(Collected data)
=== Begin Enclosure ===
// Copyright 2024. The Jarrah Project
//
// Redistribution and use in source and binary forms, with or without modification, are permitted provided that the
// following conditions are met:
//
// 1. Redistributions of source code must retain the above copyright notice, this list of conditions and the following
// disclaimer.
//
// 2. Redistributions in binary form must reproduce the above copyright notice, this list of conditions and the
// following disclaimer in the documentation and/or other materials provided with the distribution.
//
// 3. Neither the name of the copyright holder nor the names of its contributors may be used to endorse or promote
// products derived from this software without specific prior written permission.
//
// THIS SOFTWARE IS PROVIDED BY THE COPYRIGHT HOLDERS AND CONTRIBUTORS "AS IS" AND ANY EXPRESS OR IMPLIED WARRANTIES,
// INCLUDING, BUT NOT LIMITED TO, THE IMPLIED WARRANTIES OF MERCHANTABILITY AND FITNESS FOR A PARTICULAR PURPOSE ARE
// DISCLAIMED. IN NO EVENT SHALL THE COPYRIGHT HOLDER OR CONTRIBUTORS BE LIABLE FOR ANY DIRECT, INDIRECT, INCIDENTAL,
// SPECIAL, EXEMPLARY, OR CONSEQUENTIAL DAMAGES (INCLUDING, BUT NOT LIMITED TO, PROCUREMENT OF SUBSTITUTE GOODS OR
// SERVICES; LOSS OF USE, DATA, OR PROFITS; OR BUSINESS INTERRUPTION) HOWEVER CAUSED AND ON ANY THEORY OF LIABILITY,
// WHETHER IN CONTRACT, STRICT LIABILITY, OR TORT (INCLUDING NEGLIGENCE OR OTHERWISE) ARISING IN ANY WAY OUT OF THE
// USE OF THIS SOFTWARE, EVEN IF ADVISED OF THE POSSIBILITY OF SUCH DAMAGE.

use std::sync::Arc;

use jarrah_common_types::types::BlockHash;
use log::*;
use tokio::sync::RwLock;

use crate::{
    base_node::comms_interface::{CommsInterfaceError, MAX_BLOCKS_PER_REQUEST, MAX_HEADERS_PER_REQUEST},
    blocks::{BlockHeader, RawBlock},
    chain_storage::{AsyncBlockDag, ChainStorageError},
    mempool::{Mempool, TxInsertOutcome},
    transactions::RawTransaction,
    validation::ValidationError,
};

const LOG_TARGET: &str = "c::bn::inbound_handlers";

/// What became of a block handed to the node.
#[derive(Debug, Clone, Copy, PartialEq, Eq)]
pub enum NewBlockOutcome {
    Added,
    AlreadyKnown,
    /// The parent is unknown; the block was dropped and the caller should consider a chain sync.
    OrphanBlock,
}

/// Services requests arriving from the network against the local store and mempool.
#[derive(Clone)]
pub struct InboundNodeCommsHandlers {
    db: AsyncBlockDag,
    mempool: Arc<RwLock<Mempool>>,
}

impl InboundNodeCommsHandlers {
    pub fn new(db: AsyncBlockDag, mempool: Arc<RwLock<Mempool>>) -> Self {
        Self { db, mempool }
    }

    /// Ingests a block received from gossip or sync. An unknown parent is not an error here:
    /// the block is dropped and reported as an orphan so the caller can trigger a sync.
    pub async fn handle_new_block(&self, raw: RawBlock) -> Result<NewBlockOutcome, CommsInterfaceError> {
        let hash = raw.hash();
        if self.db.has_block(hash).await? {
            return Ok(NewBlockOutcome::AlreadyKnown);
        }
        match self.db.ingest_block(raw).await {
            Ok(()) => {
                debug!(target: LOG_TARGET, "Accepted new block {}", hash);
                Ok(NewBlockOutcome::Added)
            },
            Err(ChainStorageError::BlockAlreadyExists(_)) => Ok(NewBlockOutcome::AlreadyKnown),
            Err(ChainStorageError::ValidationError(ValidationError::UnknownParent(parent))) => {
                debug!(
                    target: LOG_TARGET,
                    "Block {} has unknown parent {}, dropping", hash, parent
                );
                Ok(NewBlockOutcome::OrphanBlock)
            },
            Err(e) => Err(e.into()),
        }
    }

    /// Admits a gossiped transaction to the mempool.
    pub async fn handle_new_transaction(&self, tx: RawTransaction) -> Result<TxInsertOutcome, CommsInterfaceError> {
        let outcome = self.mempool.write().await.insert(tx)?;
        Ok(outcome)
    }

    /// The header of our current tip.
    pub async fn handle_get_tip(&self) -> Result<BlockHeader, CommsInterfaceError> {
        Ok(self.db.tip()?.header())
    }

    pub async fn handle_has_block(&self, hash: BlockHash) -> Result<bool, CommsInterfaceError> {
        Ok(self.db.has_block(hash).await?)
    }

    /// Serves raw block bodies. At most [`MAX_BLOCKS_PER_REQUEST`] hashes per request; unknown
    /// hashes are silently skipped.
    pub async fn handle_get_blocks(&self, hashes: Vec<BlockHash>) -> Result<Vec<Vec<u8>>, CommsInterfaceError> {
        if hashes.len() > MAX_BLOCKS_PER_REQUEST {
            return Err(CommsInterfaceError::TooManyHashesRequested {
                requested: hashes.len(),
                max: MAX_BLOCKS_PER_REQUEST,
            });
        }
        let mut datas = Vec::with_capacity(hashes.len());
        for hash in hashes {
            match self.db.get_raw_block_data_by_hash(hash).await? {
                Some(data) => datas.push(data),
                None => trace!(target: LOG_TARGET, "Skipping unknown block {} in get_blocks", hash),
            }
        }
        Ok(datas)
    }

    /// Serves canonical-chain headers after `from`, for header sync.
    pub async fn handle_get_headers(
        &self,
        from: BlockHash,
        limit: u64,
    ) -> Result<Vec<BlockHeader>, CommsInterfaceError> {
        let limit = (limit as usize).min(MAX_HEADERS_PER_REQUEST);
        Ok(self.db.get_headers_after(from, limit).await?)
    }
}
// Copyright 2024. The Jarrah Project
//
// Redistribution and use in source and binary forms, with or without modification, are permitted provided that the
// following conditions are met:
//
// 1. Redistributions of source code must retain the above copyright notice, this list of conditions and the following
// disclaimer.
//
// 2. Redistributions in binary form must reproduce the above copyright notice, this list of conditions and the
// following disclaimer in the documentation and/or other materials provided with the distribution.
//
// 3. Neither the name of the copyright holder nor the names of its contributors may be used to endorse or promote
// products derived from this software without specific prior written permission.
//
// THIS SOFTWARE IS PROVIDED BY THE COPYRIGHT HOLDERS AND CONTRIBUTORS "AS IS" AND ANY EXPRESS OR IMPLIED WARRANTIES,
// INCLUDING, BUT NOT LIMITED TO, THE IMPLIED WARRANTIES OF MERCHANTABILITY AND FITNESS FOR A PARTICULAR PURPOSE ARE
// DISCLAIMED. IN NO EVENT SHALL THE COPYRIGHT HOLDER OR CONTRIBUTORS BE LIABLE FOR ANY DIRECT, INDIRECT, INCIDENTAL,
// SPECIAL, EXEMPLARY, OR CONSEQUENTIAL DAMAGES (INCLUDING, BUT NOT LIMITED TO, PROCUREMENT OF SUBSTITUTE GOODS OR
// SERVICES; LOSS OF USE, DATA, OR PROFITS; OR BUSINESS INTERRUPTION) HOWEVER CAUSED AND ON ANY THEORY OF LIABILITY,
// WHETHER IN CONTRACT, STRICT LIABILITY, OR TORT (INCLUDING NEGLIGENCE OR OTHERWISE) ARISING IN ANY WAY OUT OF THE
// USE OF THIS SOFTWARE, EVEN IF ADVISED OF THE POSSIBILITY OF SUCH DAMAGE.

use std::convert::TryInto;

use jarrah_common_types::{serializers::hex as hex_serde, types::TxHash};
use serde::{Deserialize, Serialize};
use sha2::{Digest, Sha256};
use thiserror::Error;

/// Serialized size of a transaction on the wire: version, signature, both keys and the three
/// u64 fields. All fixed width.
pub const RAW_TX_SIZE: usize = 1 + 64 + 65 + 65 + 8 + 8 + 8;

/// Size of the signing preimage, which excludes the signature itself.
pub const TX_ENVELOPE_SIZE: usize = RAW_TX_SIZE - 64;

#[derive(Debug, Error)]
pub enum TxDecodeError {
    #[error("Expected {expected} transaction bytes, got {actual}")]
    UnexpectedLength { expected: usize, actual: usize },
}

/// A transaction as transmitted on the network: a transfer of `amount` from one public key to
/// another, authorised by an ECDSA signature over the transaction envelope.
#[derive(Clone, PartialEq, Eq, Debug, Serialize, Deserialize)]
pub struct RawTransaction {
    pub version: u8,
    #[serde(with = "hex_serde")]
    pub sig: [u8; 64],
    #[serde(rename = "from", with = "hex_serde")]
    pub from_pubkey: [u8; 65],
    #[serde(rename = "to", with = "hex_serde")]
    pub to_pubkey: [u8; 65],
    pub amount: u64,
    pub fee: u64,
    pub nonce: u64,
}

impl RawTransaction {
    /// The canonical signing preimage: every field except the signature, big-endian.
    pub fn envelope(&self) -> Vec<u8> {
        let mut buf = Vec::with_capacity(TX_ENVELOPE_SIZE);
        buf.push(self.version);
        buf.extend_from_slice(&self.from_pubkey);
        buf.extend_from_slice(&self.to_pubkey);
        buf.extend_from_slice(&self.amount.to_be_bytes());
        buf.extend_from_slice(&self.fee.to_be_bytes());
        buf.extend_from_slice(&self.nonce.to_be_bytes());
        buf
    }

    /// The full wire form: the signature is spliced in after the version byte.
    pub fn to_bytes(&self) -> Vec<u8> {
        let mut buf = Vec::with_capacity(RAW_TX_SIZE);
        buf.push(self.version);
        buf.extend_from_slice(&self.sig);
        buf.extend_from_slice(&self.from_pubkey);
        buf.extend_from_slice(&self.to_pubkey);
        buf.extend_from_slice(&self.amount.to_be_bytes());
        buf.extend_from_slice(&self.fee.to_be_bytes());
        buf.extend_from_slice(&self.nonce.to_be_bytes());
        buf
    }

    /// Strict decode of exactly [`RAW_TX_SIZE`] bytes.
    pub fn from_bytes(bytes: &[u8]) -> Result<Self, TxDecodeError> {
        if bytes.len() != RAW_TX_SIZE {
            return Err(TxDecodeError::UnexpectedLength {
                expected: RAW_TX_SIZE,
                actual: bytes.len(),
            });
        }
        let mut offset = 0usize;
        let version = bytes[0];
        offset += 1;
        let sig: [u8; 64] = bytes[offset..offset + 64].try_into().expect("length checked");
        offset += 64;
        let from_pubkey: [u8; 65] = bytes[offset..offset + 65].try_into().expect("length checked");
        offset += 65;
        let to_pubkey: [u8; 65] = bytes[offset..offset + 65].try_into().expect("length checked");
        offset += 65;
        let amount = u64::from_be_bytes(bytes[offset..offset + 8].try_into().expect("length checked"));
        offset += 8;
        let fee = u64::from_be_bytes(bytes[offset..offset + 8].try_into().expect("length checked"));
        offset += 8;
        let nonce = u64::from_be_bytes(bytes[offset..offset + 8].try_into().expect("length checked"));

        Ok(Self {
            version,
            sig,
            from_pubkey,
            to_pubkey,
            amount,
            fee,
            nonce,
        })
    }

    /// Transaction id: double SHA-256 over the full wire bytes.
    pub fn hash(&self) -> TxHash {
        let first = Sha256::digest(self.to_bytes());
        let second: [u8; 32] = Sha256::digest(first).into();
        TxHash::from(second)
    }

    pub fn size_bytes(&self) -> u64 {
        RAW_TX_SIZE as u64
    }
}

#[cfg(test)]
mod tests {
    use super::*;

    fn sample_tx() -> RawTransaction {
        RawTransaction {
            version: 1,
            sig: [0x11; 64],
            from_pubkey: [0x22; 65],
            to_pubkey: [0x33; 65],
            amount: 1000,
            fee: 5,
            nonce: 42,
        }
    }

    #[test]
    fn envelope_excludes_signature() {
        let tx = sample_tx();
        let envelope = tx.envelope();
        assert_eq!(envelope.len(), TX_ENVELOPE_SIZE);
        assert_eq!(envelope[0], 1);
        // from_pubkey directly follows the version byte
        assert_eq!(&envelope[1..66], &[0x22; 65][..]);
        assert!(!envelope.windows(64).any(|w| w == [0x11; 64]));
    }

    #[test]
    fn wire_bytes_layout() {
        let tx = sample_tx();
        let bytes = tx.to_bytes();
        assert_eq!(bytes.len(), RAW_TX_SIZE);
        assert_eq!(bytes[0], 1);
        assert_eq!(&bytes[1..65], &[0x11; 64][..]);
        assert_eq!(&bytes[65..130], &[0x22; 65][..]);
        assert_eq!(&bytes[130..195], &[0x33; 65][..]);
        assert_eq!(&bytes[195..203], &1000u64.to_be_bytes());
        assert_eq!(&bytes[203..211], &5u64.to_be_bytes());
        assert_eq!(&bytes[211..219], &42u64.to_be_bytes());
    }

    #[test]
    fn decode_round_trip() {
        let tx = sample_tx();
        let decoded = RawTransaction::from_bytes(&tx.to_bytes()).unwrap();
        assert_eq!(decoded, tx);
        assert_eq!(decoded.hash(), tx.hash());
    }

    #[test]
    fn decode_rejects_wrong_length() {
        let tx = sample_tx();
        let mut bytes = tx.to_bytes();
        bytes.pop();
        assert!(matches!(
            RawTransaction::from_bytes(&bytes),
            Err(TxDecodeError::UnexpectedLength { expected: RAW_TX_SIZE, actual }) if actual == RAW_TX_SIZE - 1
        ));
    }

    #[test]
    fn hash_commits_to_signature() {
        let tx = sample_tx();
        let mut other = tx.clone();
        other.sig[0] ^= 0xff;
        assert_ne!(tx.hash(), other.hash());
    }

    #[test]
    fn json_uses_short_key_names() {
        let tx = sample_tx();
        let json = serde_json::to_string(&tx).unwrap();
        assert!(json.contains("\"from\""));
        assert!(json.contains("\"to\""));
        assert!(!json.contains("from_pubkey"));
        let back: RawTransaction = serde_json::from_str(&json).unwrap();
        assert_eq!(back, tx);
    }
}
=== End Enclosure ===
■ WORK REQUIRED: Working from the records above, write out verbatim only the lines from the line containing "and the three" through the line containing "pub fn envelope(&self)".

■ RESPONSE TO THE TASK:
/// Serialized size of a transaction on the wire: version, signature, both keys and the three
/// u64 fields. All fixed width.
pub const RAW_TX_SIZE: usize = 1 + 64 + 65 + 65 + 8 + 8 + 8;

/// Size of the signing preimage, which excludes the signature itself.
pub const TX_ENVELOPE_SIZE: usize = RAW_TX_SIZE - 64;

#[derive(Debug, Error)]
pub enum TxDecodeError {
    #[error("Expected {expected} transaction bytes, got {actual}")]
    UnexpectedLength { expected: usize, actual: usize },
}

/// A transaction as transmitted on the network: a transfer of `amount` from one public key to
/// another, authorised by an ECDSA signature over the transaction envelope.
#[derive(Clone, PartialEq, Eq, Debug, Serialize, Deserialize)]
pub struct RawTransaction {
    pub version: u8,
    #[serde(with = "hex_serde")]
    pub sig: [u8; 64],
    #[serde(rename = "from", with = "hex_serde")]
    pub from_pubkey: [u8; 65],
    #[serde(rename = "to", with = "hex_serde")]
    pub to_pubkey: [u8; 65],
    pub amount: u64,
    pub fee: u64,
    pub nonce: u64,
}

impl RawTransaction {
    /// The canonical signing preimage: every field except the signature, big-endian.
    pub fn envelope(&self) -> Vec<u8> {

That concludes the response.